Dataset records
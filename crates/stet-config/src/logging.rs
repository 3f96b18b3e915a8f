use serde::{Deserialize, Serialize};
use strum::{Display, EnumString};

/// How stet renders its promotion and comparison events.
///
/// Parsed from `STET_LOG_FORMAT` or `--log-format`, ignoring ASCII case on
/// the command line.
#[derive(
    Debug, Clone, Copy, Default, Deserialize, Serialize, PartialEq, Eq, EnumString, Display,
)]
#[serde(rename_all = "snake_case")]
#[strum(serialize_all = "snake_case", ascii_case_insensitive)]
pub enum LogFormat {
    /// One JSON object per event, with fields flattened, for CI log capture.
    Json,
    /// One short line per event, printed between test results.
    #[default]
    Compact,
}

/// Rejection of an unknown `STET_LOG_FORMAT` spelling.
pub type LogFormatParseError = strum::ParseError;
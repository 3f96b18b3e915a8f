//! Locate, decode, re-encode and splice literals the way a promotion does.

use std::path::Path;

use rstest::rstest;

use crate::{
    Delimiter, Layout, LineEnding, Located, Position, SyntacticCheck, decode, encode,
    encode_inline, locate,
};

const SOURCE: &str = r###"#[test]
fn ok_oops() {
    let mut t = ExpectTest::default();
    t.println("Ok");
    t.print("Oops");
    t.expect(r#"
        Ok
        Oops
        "#);
}
"###;

// =============================================================================
// Helpers
// =============================================================================

fn splice(content: &str, site: Position, value: &str) -> String {
    let Located::Literal(span) = locate(content, site, "expect") else {
        panic!("literal expected at {site}");
    };
    let replacement = match span.layout {
        Layout::Block => encode(
            value,
            span.indent_column,
            span.delimiter,
            LineEnding::detect(content),
        ),
        Layout::Inline => encode_inline(value, span.delimiter),
    };
    let mut out = content.to_owned();
    out.replace_range(span.range(), &replacement);
    out
}

fn value_at(content: &str, site: Position) -> String {
    let Located::Literal(span) = locate(content, site, "expect") else {
        panic!("literal expected at {site}");
    };
    decode(span.text(content).expect("span in bounds")).expect("decodes")
}

// =============================================================================
// Scenarios
// =============================================================================

#[test]
fn located_block_decodes_to_logical_value() {
    assert_eq!(value_at(SOURCE, Position::new(6, 7)), "Ok\nOops");
}

#[rstest]
#[case("Ok\nOops\n")]
#[case("")]
#[case("contains \"#\" which needs wider delimiters")]
#[case("first\n\n    indented third")]
fn spliced_block_reads_back_and_parses(#[case] value: &str) {
    let updated = splice(SOURCE, Position::new(6, 7), value);
    assert_eq!(value_at(&updated, Position::new(6, 7)), value);
    let failures = SyntacticCheck::new()
        .introduced_errors(Path::new("ok_oops.rs"), SOURCE, &updated)
        .expect("validate");
    assert!(failures.is_empty(), "{failures:?}");
}

#[test]
fn splice_preserves_text_outside_the_literal() {
    let updated = splice(SOURCE, Position::new(6, 7), "Ok");
    let Located::Literal(span) = locate(SOURCE, Position::new(6, 7), "expect") else {
        panic!("literal expected");
    };
    assert!(updated.starts_with(SOURCE.get(..span.start).expect("prefix")));
    assert!(updated.ends_with(SOURCE.get(span.end..).expect("suffix")));
    assert!(updated.contains("    t.expect(r#\"\n        Ok\n        \"#);\n"));
}

#[test]
fn inline_literal_stays_inline() {
    let content = "fn t() {\n    t.expect(\"Ok\");\n}\n";
    let updated = splice(content, Position::new(2, 7), "Oops");
    assert_eq!(updated, "fn t() {\n    t.expect(\"Oops\");\n}\n");
}

#[test]
fn regular_block_escapes_quotes() {
    let content = "fn t() {\n    t.expect(\"\n        old\n        \");\n}\n";
    let updated = splice(content, Position::new(2, 7), "say \"hi\"\\");
    assert_eq!(
        updated,
        "fn t() {\n    t.expect(\"\n        say \\\"hi\\\"\\\\\n        \");\n}\n"
    );
    assert_eq!(value_at(&updated, Position::new(2, 7)), "say \"hi\"\\");
}

#[test]
fn crlf_file_keeps_crlf_line_endings() {
    let content = "fn t() {\r\n    t.expect(r\"\r\n        a\r\n        \");\r\n}\r\n";
    let updated = splice(content, Position::new(2, 7), "a\nb");
    assert_eq!(
        updated,
        "fn t() {\r\n    t.expect(r\"\r\n        a\r\n        b\r\n        \");\r\n}\r\n"
    );
    assert_eq!(
        encode("x", 0, Delimiter::Regular, LineEnding::CrLf),
        "\"\r\nx\r\n\""
    );
}

#[test]
fn promoted_source_snapshot() {
    let updated = splice(SOURCE, Position::new(6, 7), "Ok\n\n  Oops");
    insta::assert_snapshot!(updated, @r###"
    #[test]
    fn ok_oops() {
        let mut t = ExpectTest::default();
        t.println("Ok");
        t.print("Oops");
        t.expect(r#"
            Ok

              Oops
            "#);
    }
    "###);
}
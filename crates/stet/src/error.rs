//! Error types for expectation checks and literal promotion.
//!
//! [`PromoteError`] covers the promotion engine. [`ExpectError`] is what a
//! test sees: comparison failures, with the promotion outcome attached, plus
//! the operational errors that prevent a check from completing.

use std::fmt;
use std::path::PathBuf;

use stet_syntax::{IndentationError, Position, SyntaxError, ValidationFailure};
use thiserror::Error;

use crate::location::SourceLocation;

/// Errors raised while rewriting an expected literal on disk.
#[derive(Debug, Error)]
#[non_exhaustive]
pub enum PromoteError {
    /// The call-site path could not be mapped to a file on disk.
    #[error("cannot find source file {file}: {reason}")]
    SourceNotFound {
        /// Path as reported by the call site.
        file: PathBuf,
        /// Why resolution failed.
        reason: String,
    },

    /// No plain string literal could be found at the call site.
    #[error("cannot promote the expectation at {}:{site}: {reason}", .path.display())]
    Unresolvable {
        /// File that was searched.
        path: PathBuf,
        /// Corrected call-site position.
        site: Position,
        /// What the locator found instead.
        reason: String,
    },

    /// The rewritten file would not parse.
    #[error(
        "promoting into {} would introduce syntax errors: {}",
        .path.display(),
        summarise(.failures)
    )]
    SyntaxRejected {
        /// File that was being promoted.
        path: PathBuf,
        /// Errors found in the rewritten content.
        failures: Vec<ValidationFailure>,
    },

    /// An I/O error occurred while reading the source file.
    #[error("failed to read {}: {message}", .path.display())]
    FileRead {
        /// Path to the file.
        path: PathBuf,
        /// Description of the I/O error.
        message: String,
    },

    /// An I/O error occurred while writing the source file.
    #[error("failed to write {}: {message}", .path.display())]
    FileWrite {
        /// Path to the file.
        path: PathBuf,
        /// Description of the I/O error.
        message: String,
    },

    /// The syntactic check could not run.
    #[error(transparent)]
    Syntax(#[from] SyntaxError),

    /// A thread panicked while holding the edit state of a file.
    #[error("edit state for {} is poisoned", .path.display())]
    LockPoisoned {
        /// File whose state is poisoned.
        path: PathBuf,
    },
}

impl PromoteError {
    /// Creates a file read error.
    pub fn file_read(path: impl Into<PathBuf>, error: &std::io::Error) -> Self {
        Self::FileRead {
            path: path.into(),
            message: error.to_string(),
        }
    }

    /// Creates a file write error.
    pub fn file_write(path: impl Into<PathBuf>, error: &std::io::Error) -> Self {
        Self::FileWrite {
            path: path.into(),
            message: error.to_string(),
        }
    }

    /// Returns `true` when the literal simply cannot be promoted, as opposed
    /// to an operational failure.
    #[must_use]
    pub const fn is_unpromotable(&self) -> bool {
        matches!(
            self,
            Self::SourceNotFound { .. } | Self::Unresolvable { .. } | Self::SyntaxRejected { .. }
        )
    }
}

fn summarise(failures: &[ValidationFailure]) -> String {
    failures
        .iter()
        .map(ToString::to_string)
        .collect::<Vec<_>>()
        .join("; ")
}

/// What happened to the literal of a failed expectation.
#[derive(Debug, Clone, PartialEq, Eq)]
pub enum Promotion {
    /// Promotion was not requested.
    Disabled,
    /// The literal now holds the actual output.
    Promoted {
        /// File that was rewritten.
        path: PathBuf,
    },
    /// The literal on disk already renders the actual output, so nothing was
    /// written. The running binary predates an earlier promotion.
    Unchanged {
        /// File that already holds the value.
        path: PathBuf,
    },
    /// Promotion was requested but the literal could not be rewritten.
    Unpromotable {
        /// Why the literal could not be rewritten.
        reason: String,
    },
}

impl fmt::Display for Promotion {
    fn fmt(&self, f: &mut fmt::Formatter<'_>) -> fmt::Result {
        match self {
            Self::Disabled => write!(f, "rerun with STET_PROMOTE=1 to accept the actual output"),
            Self::Promoted { path } => {
                write!(f, "promoted: {} now expects the actual output", path.display())
            }
            Self::Unchanged { path } => write!(
                f,
                "not rewritten: {} already expects the actual output; rebuild to pick it up",
                path.display()
            ),
            Self::Unpromotable { reason } => write!(f, "not promoted: {reason}"),
        }
    }
}

/// A single failed comparison.
#[derive(Debug, Clone, PartialEq, Eq)]
pub struct Mismatch {
    /// Decoded expected value.
    pub expected: String,
    /// Output accumulated since the previous check.
    pub actual: String,
    /// Call site of the check.
    pub location: SourceLocation,
    /// Promotion outcome for this mismatch.
    pub promotion: Promotion,
}

impl fmt::Display for Mismatch {
    fn fmt(&self, f: &mut fmt::Formatter<'_>) -> fmt::Result {
        writeln!(f, "expectation mismatch at {}", self.location)?;
        writeln!(f, "--- expected")?;
        writeln!(f, "{}", self.expected)?;
        writeln!(f, "--- actual")?;
        writeln!(f, "{}", self.actual)?;
        write!(f, "{}", self.promotion)
    }
}

/// Errors surfaced by an expectation test.
#[derive(Debug, Error)]
#[non_exhaustive]
pub enum ExpectError {
    /// Output differs from the expected value.
    #[error("{0}")]
    Mismatch(Box<Mismatch>),

    /// The literal at a call site could not be located or rewritten.
    #[error("cannot promote the expectation at {location}: {reason}")]
    UnresolvableLiteral {
        /// Call site of the check.
        location: SourceLocation,
        /// What went wrong.
        reason: String,
    },

    /// The expected block literal is inconsistently indented.
    #[error("malformed expected value: {0}")]
    Indentation(#[from] IndentationError),

    /// Reading or writing the source file failed.
    #[error("I/O error on {}: {message}", .path.display())]
    Io {
        /// File involved.
        path: PathBuf,
        /// Description of the I/O error.
        message: String,
    },

    /// The promotion engine failed for a reason unrelated to the file.
    #[error("promotion failed: {message}")]
    Internal {
        /// Description of the failure.
        message: String,
    },

    /// The test ended with output that no check consumed.
    #[error("unconsumed output at the end of the test:\n{output}")]
    UnconsumedOutput {
        /// The leftover output.
        output: String,
    },

    /// The test was expected to end with unconsumed output but did not.
    #[error("the test was expected to end with unconsumed output, but the buffer is empty")]
    MissingUnconsumedOutput,

    /// Several failures from one test.
    #[error("{} expectation failures:\n\n{}", .failures.len(), join_failures(.failures))]
    Failed {
        /// Every failure, in the order it happened.
        failures: Vec<ExpectError>,
    },
}

impl ExpectError {
    /// Returns the mismatch details, when this is a mismatch.
    #[must_use]
    pub fn as_mismatch(&self) -> Option<&Mismatch> {
        match self {
            Self::Mismatch(mismatch) => Some(mismatch),
            _ => None,
        }
    }

    /// Converts a promotion failure at `location` into a test error.
    #[must_use]
    pub fn from_promotion(location: &SourceLocation, error: PromoteError) -> Self {
        match error {
            unpromotable if unpromotable.is_unpromotable() => Self::UnresolvableLiteral {
                location: location.clone(),
                reason: unpromotable.to_string(),
            },
            PromoteError::FileRead { path, message } | PromoteError::FileWrite { path, message } => {
                Self::Io { path, message }
            }
            other => Self::Internal {
                message: other.to_string(),
            },
        }
    }
}

fn join_failures(failures: &[ExpectError]) -> String {
    failures
        .iter()
        .map(ToString::to_string)
        .collect::<Vec<_>>()
        .join("\n\n")
}
//! Loading configuration from the real process environment.

use std::fs;
use std::sync::{Mutex, MutexGuard};

use once_cell::sync::Lazy;
use stet_config::{
    CONFIG_PATH_ENV, Config, ConfigError, LOG_FILTER_ENV, LOG_FORMAT_ENV, LogFormat, PROMOTE_ENV,
    SOURCE_ROOT_ENV,
};
use tempfile::TempDir;

static ENV_MUTEX: Lazy<Mutex<()>> = Lazy::new(|| Mutex::new(()));

const VARIABLES: [&str; 5] = [
    PROMOTE_ENV,
    SOURCE_ROOT_ENV,
    LOG_FILTER_ENV,
    LOG_FORMAT_ENV,
    CONFIG_PATH_ENV,
];

/// Sets variables for the lifetime of the guard and restores them on drop.
struct EnvOverride {
    previous: Vec<(&'static str, Option<String>)>,
    guard: Option<MutexGuard<'static, ()>>,
}

impl EnvOverride {
    fn set(pairs: &[(&'static str, &str)]) -> Self {
        let guard = ENV_MUTEX.lock().expect("env mutex poisoned");
        let previous = VARIABLES
            .iter()
            .map(|key| (*key, std::env::var(key).ok()))
            .collect();
        for key in VARIABLES {
            // Environment mutation is unsafe in edition 2024; the mutex keeps
            // tests in this binary from racing on it.
            unsafe { std::env::remove_var(key) };
        }
        for (key, value) in pairs {
            unsafe { std::env::set_var(key, value) };
        }
        Self {
            previous,
            guard: Some(guard),
        }
    }
}

impl Drop for EnvOverride {
    fn drop(&mut self) {
        for (key, value) in self.previous.drain(..) {
            match value {
                Some(value) => unsafe { std::env::set_var(key, value) },
                None => unsafe { std::env::remove_var(key) },
            }
        }
        drop(self.guard.take());
    }
}

#[test]
fn discover_reads_process_variables() {
    let _env = EnvOverride::set(&[
        (PROMOTE_ENV, "1"),
        (SOURCE_ROOT_ENV, "/work/project"),
        (LOG_FILTER_ENV, "stet=debug"),
        (LOG_FORMAT_ENV, "json"),
    ]);
    let config = Config::discover().expect("config");
    assert!(config.promote);
    assert_eq!(
        config.source_root.as_ref().map(|root| root.as_str()),
        Some("/work/project")
    );
    assert_eq!(config.log_filter(), "stet=debug");
    assert_eq!(config.log_format, LogFormat::Json);
}

#[test]
fn discover_without_variables_is_default() {
    let _env = EnvOverride::set(&[]);
    assert_eq!(Config::discover().expect("config"), Config::default());
}

#[test]
fn blank_promote_variable_is_off() {
    let _env = EnvOverride::set(&[(PROMOTE_ENV, "")]);
    assert!(!Config::discover().expect("config").promote);
}

#[test]
fn environment_overrides_configuration_file() {
    let dir = TempDir::new().expect("temp dir");
    let path = dir.path().join("stet.toml");
    fs::write(&path, "promote = true\nlog_format = \"json\"\n").expect("write config");
    let path_text = path.to_str().expect("utf-8 temp path");
    let _env = EnvOverride::set(&[(CONFIG_PATH_ENV, path_text), (PROMOTE_ENV, "off")]);

    let config = Config::discover().expect("config");
    assert!(!config.promote);
    assert_eq!(config.log_format, LogFormat::Json);
}

#[test]
fn discover_fails_fast_on_bad_values() {
    let _env = EnvOverride::set(&[(PROMOTE_ENV, "sometimes")]);
    let err = Config::discover().expect_err("invalid switch");
    assert!(matches!(err, ConfigError::Load { .. }));
}
//! Configuration for stet expectation tests.
//!
//! [`Config`] is layered by `ortho_config`: defaults, then `.stet.toml`
//! (or the file named by `STET_CONFIG_PATH`), then `STET_*` variables, then
//! command-line flags. Expectation tests run inside the test harness, which
//! owns the real process arguments, so [`Config::discover`] hands the loader
//! a bare program name and only files and the environment take effect:
//!
//! | variable           | meaning                                         |
//! |--------------------|-------------------------------------------------|
//! | `STET_PROMOTE`     | rewrite mismatching literals (`1`/`0`, ...)     |
//! | `STET_SOURCE_ROOT` | directory call-site paths are relative to       |
//! | `STET_LOG_FILTER`  | tracing filter; logging is off when unset       |
//! | `STET_LOG_FORMAT`  | `compact` (default) or `json`                   |

mod defaults;
mod error;
mod logging;
mod policy;
mod switch;

use camino::Utf8PathBuf;
use ortho_config::OrthoConfig;
use serde::{Deserialize, Serialize};

pub use defaults::{
    CONFIG_PATH_ENV, DEFAULT_LOG_FILTER, LOG_FILTER_ENV, LOG_FORMAT_ENV, PROGRAM_NAME, PROMOTE_ENV,
    SOURCE_ROOT_ENV, default_log_filter, default_log_format, default_promote,
};
pub use error::ConfigError;
pub use logging::{LogFormat, LogFormatParseError};
pub use policy::PromotionPolicy;
pub use switch::{Switch, deserialize_switch};

/// Run-wide configuration for expectation tests.
#[derive(Debug, Clone, PartialEq, Eq, Deserialize, Serialize, OrthoConfig)]
#[serde(default)]
#[ortho_config(prefix = "STET")]
pub struct Config {
    /// Whether mismatching expectations rewrite their literals by default.
    #[ortho_config(default = default_promote())]
    #[serde(deserialize_with = "deserialize_switch")]
    pub promote: bool,
    /// Directory that call-site paths are resolved against, when set.
    pub source_root: Option<Utf8PathBuf>,
    /// Tracing filter. `None` leaves logging uninstalled.
    pub log_filter: Option<String>,
    /// Format of emitted log lines.
    #[ortho_config(default = default_log_format())]
    pub log_format: LogFormat,
}

impl Default for Config {
    fn default() -> Self {
        Self {
            promote: default_promote(),
            source_root: None,
            log_filter: None,
            log_format: default_log_format(),
        }
    }
}

impl Config {
    /// Loads configuration from configuration files and `STET_*` variables.
    ///
    /// The test harness's own arguments are never parsed.
    ///
    /// # Errors
    ///
    /// Returns [`ConfigError::Load`] when a file or variable holds an invalid
    /// value.
    pub fn discover() -> Result<Self, ConfigError> {
        Self::load_from_iter([PROGRAM_NAME]).map_err(ConfigError::from)
    }

    /// Returns `true` when a log filter is configured.
    #[must_use]
    pub const fn logging_enabled(&self) -> bool {
        self.log_filter.is_some()
    }

    /// Returns the configured log filter, or the default one when it is
    /// unset or blank.
    #[must_use]
    pub fn log_filter(&self) -> &str {
        match self.log_filter.as_deref() {
            Some(filter) if !filter.trim().is_empty() => filter,
            _ => DEFAULT_LOG_FILTER,
        }
    }

    /// Starts a promotion policy from the run-wide default.
    #[must_use]
    pub const fn promotion_policy(&self) -> PromotionPolicy {
        PromotionPolicy::new(self.promote)
    }
}

#[cfg(test)]
mod tests {
    use super::*;
    use rstest::rstest;
    use std::ffi::OsString;
    use std::fs;
    use tempfile::TempDir;

    fn load_with_file(toml: &str) -> (TempDir, Result<Config, ConfigError>) {
        let dir = TempDir::new().expect("temp dir");
        let path = dir.path().join("stet.toml");
        fs::write(&path, toml).expect("write config");
        let args = vec![
            OsString::from(PROGRAM_NAME),
            OsString::from("--config-path"),
            path.into_os_string(),
        ];
        let result = Config::load_from_iter(args).map_err(ConfigError::from);
        (dir, result)
    }

    #[test]
    fn file_values_are_loaded() {
        let (_dir, result) = load_with_file(concat!(
            "promote = true\n",
            "source_root = \"/work/project\"\n",
            "log_filter = \"stet=debug\"\n",
            "log_format = \"json\"\n",
        ));
        let config = result.expect("config");
        assert!(config.promote);
        assert_eq!(config.source_root, Some(Utf8PathBuf::from("/work/project")));
        assert_eq!(config.log_filter(), "stet=debug");
        assert_eq!(config.log_format, LogFormat::Json);
    }

    #[rstest]
    #[case("promote = \"yes\"\n", true)]
    #[case("promote = \"off\"\n", false)]
    #[case("promote = 1\n", true)]
    #[case("promote = \"\"\n", false)]
    fn promote_accepts_switch_spellings(#[case] toml: &str, #[case] expected: bool) {
        let (_dir, result) = load_with_file(toml);
        assert_eq!(result.expect("config").promote, expected);
    }

    #[test]
    fn invalid_switch_fails_to_load() {
        let (_dir, result) = load_with_file("promote = \"maybe\"\n");
        let err = result.expect_err("invalid switch");
        assert!(matches!(err, ConfigError::Load { .. }));
        assert!(err.to_string().contains("failed to load stet configuration"));
    }

    #[test]
    fn invalid_log_format_flag_fails_to_load() {
        let args = [PROGRAM_NAME, "--log-format", "pretty"];
        assert!(Config::load_from_iter(args).is_err());
    }

    #[rstest]
    #[case(None, false, DEFAULT_LOG_FILTER)]
    #[case(Some(""), true, DEFAULT_LOG_FILTER)]
    #[case(Some("   "), true, DEFAULT_LOG_FILTER)]
    #[case(Some("stet=trace"), true, "stet=trace")]
    fn log_filter_falls_back_when_blank(
        #[case] filter: Option<&str>,
        #[case] enabled: bool,
        #[case] effective: &str,
    ) {
        let config = Config {
            log_filter: filter.map(str::to_owned),
            ..Config::default()
        };
        assert_eq!(config.logging_enabled(), enabled);
        assert_eq!(config.log_filter(), effective);
    }

    #[test]
    fn partial_serialised_config_fills_defaults() {
        let config: Config = serde_json::from_str(r#"{"promote": true}"#).expect("deserialise");
        assert!(config.promote);
        assert_eq!(config.log_format, LogFormat::Compact);
        assert_eq!(config.source_root, None);
    }

    #[test]
    fn policy_starts_from_config() {
        let config = Config {
            promote: true,
            ..Config::default()
        };
        assert!(config.promotion_policy().promote());
        assert!(!config.promotion_policy().with_test(Some(false)).promote());
    }
}
//! Mapping call-site paths to files on disk.
//!
//! `Location::caller()` reports paths as the compiler saw them: relative to
//! the directory `rustc` ran in, which for workspace members is the
//! workspace root rather than the crate directory.

use std::path::{Path, PathBuf};

use camino::Utf8PathBuf;

use crate::error::PromoteError;

/// Resolves call-site paths against a source root.
#[derive(Debug, Clone)]
pub struct SourceResolver {
    root: Option<Utf8PathBuf>,
    search_from: Option<PathBuf>,
}

impl SourceResolver {
    /// Creates a resolver.
    ///
    /// With a `root`, relative paths are joined onto it. Without one, the
    /// resolver searches upwards from `CARGO_MANIFEST_DIR` (or the current
    /// directory) for the first ancestor containing the file.
    #[must_use]
    pub fn new(root: Option<Utf8PathBuf>) -> Self {
        let search_from = std::env::var_os("CARGO_MANIFEST_DIR")
            .map(PathBuf::from)
            .or_else(|| std::env::current_dir().ok());
        Self { root, search_from }
    }

    /// Overrides the directory the upward search starts from.
    #[must_use]
    pub fn with_search_start(mut self, dir: impl Into<PathBuf>) -> Self {
        self.search_from = Some(dir.into());
        self
    }

    /// The configured root, if any.
    #[must_use]
    pub fn root(&self) -> Option<&Utf8PathBuf> {
        self.root.as_ref()
    }

    /// Returns the on-disk path of `file`.
    ///
    /// # Errors
    ///
    /// Returns [`PromoteError::SourceNotFound`] when no candidate exists.
    pub fn resolve(&self, file: &Path) -> Result<PathBuf, PromoteError> {
        if file.is_absolute() {
            return existing(file.to_path_buf(), file);
        }
        if let Some(root) = &self.root {
            return existing(root.as_std_path().join(file), file);
        }

        let start = self.search_from.as_deref().ok_or_else(|| PromoteError::SourceNotFound {
            file: file.to_path_buf(),
            reason: String::from("neither CARGO_MANIFEST_DIR nor the current directory is available"),
        })?;
        start
            .ancestors()
            .map(|dir| dir.join(file))
            .find(|candidate| candidate.is_file())
            .ok_or_else(|| PromoteError::SourceNotFound {
                file: file.to_path_buf(),
                reason: format!(
                    "not found under {} or its parents; set STET_SOURCE_ROOT",
                    start.display()
                ),
            })
    }
}

impl Default for SourceResolver {
    fn default() -> Self {
        Self::new(None)
    }
}

fn existing(candidate: PathBuf, file: &Path) -> Result<PathBuf, PromoteError> {
    if candidate.is_file() {
        Ok(candidate)
    } else {
        Err(PromoteError::SourceNotFound {
            file: file.to_path_buf(),
            reason: format!("{} does not exist", candidate.display()),
        })
    }
}

#[cfg(test)]
mod tests {
    use super::*;
    use std::fs;
    use tempfile::TempDir;

    fn workspace() -> TempDir {
        let dir = TempDir::new().expect("temp dir");
        let tests = dir.path().join("crates/demo/tests");
        fs::create_dir_all(&tests).expect("create dirs");
        fs::write(tests.join("usage.rs"), "fn main() {}\n").expect("write source");
        dir
    }

    #[test]
    fn searches_upwards_from_the_crate_directory() {
        let dir = workspace();
        let resolver = SourceResolver::new(None).with_search_start(dir.path().join("crates/demo"));
        let resolved = resolver
            .resolve(Path::new("crates/demo/tests/usage.rs"))
            .expect("resolve");
        assert_eq!(resolved, dir.path().join("crates/demo/tests/usage.rs"));
    }

    #[test]
    fn configured_root_takes_precedence() {
        let dir = workspace();
        let root = Utf8PathBuf::from_path_buf(dir.path().join("crates/demo")).expect("utf-8 path");
        let resolver = SourceResolver::new(Some(root)).with_search_start("/nonexistent");
        let resolved = resolver.resolve(Path::new("tests/usage.rs")).expect("resolve");
        assert_eq!(resolved, dir.path().join("crates/demo/tests/usage.rs"));
    }

    #[test]
    fn missing_files_are_reported() {
        let dir = workspace();
        let resolver = SourceResolver::new(None).with_search_start(dir.path());
        let error = resolver
            .resolve(Path::new("crates/other/tests/usage.rs"))
            .expect_err("missing file");
        assert!(matches!(error, PromoteError::SourceNotFound { .. }));
        assert!(error.is_unpromotable());
    }

    #[test]
    fn absolute_paths_are_used_as_is() {
        let dir = workspace();
        let path = dir.path().join("crates/demo/tests/usage.rs");
        let resolved = SourceResolver::default().resolve(&path).expect("resolve");
        assert_eq!(resolved, path);
    }
}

→ **WHAT IS REQUIRED**:
Repeat word for word the lines above that run from the line containing "against, when set." through the line containing "pub fn discover()", both ends included, and nothing else.

→ **RESPONSE TO THE TASK**:
    /// Directory that call-site paths are resolved against, when set.
    pub source_root: Option<Utf8PathBuf>,
    /// Tracing filter. `None` leaves logging uninstalled.
    pub log_filter: Option<String>,
    /// Format of emitted log lines.
    #[ortho_config(default = default_log_format())]
    pub log_format: LogFormat,
}

impl Default for Config {
    fn default() -> Self {
        Self {
            promote: default_promote(),
            source_root: None,
            log_filter: None,
            log_format: default_log_format(),
        }
    }
}

impl Config {
    /// Loads configuration from configuration files and `STET_*` variables.
    ///
    /// The test harness's own arguments are never parsed.
    ///
    /// # Errors
    ///
    /// Returns [`ConfigError::Load`] when a file or variable holds an invalid
    /// value.
    pub fn discover() -> Result<Self, ConfigError> {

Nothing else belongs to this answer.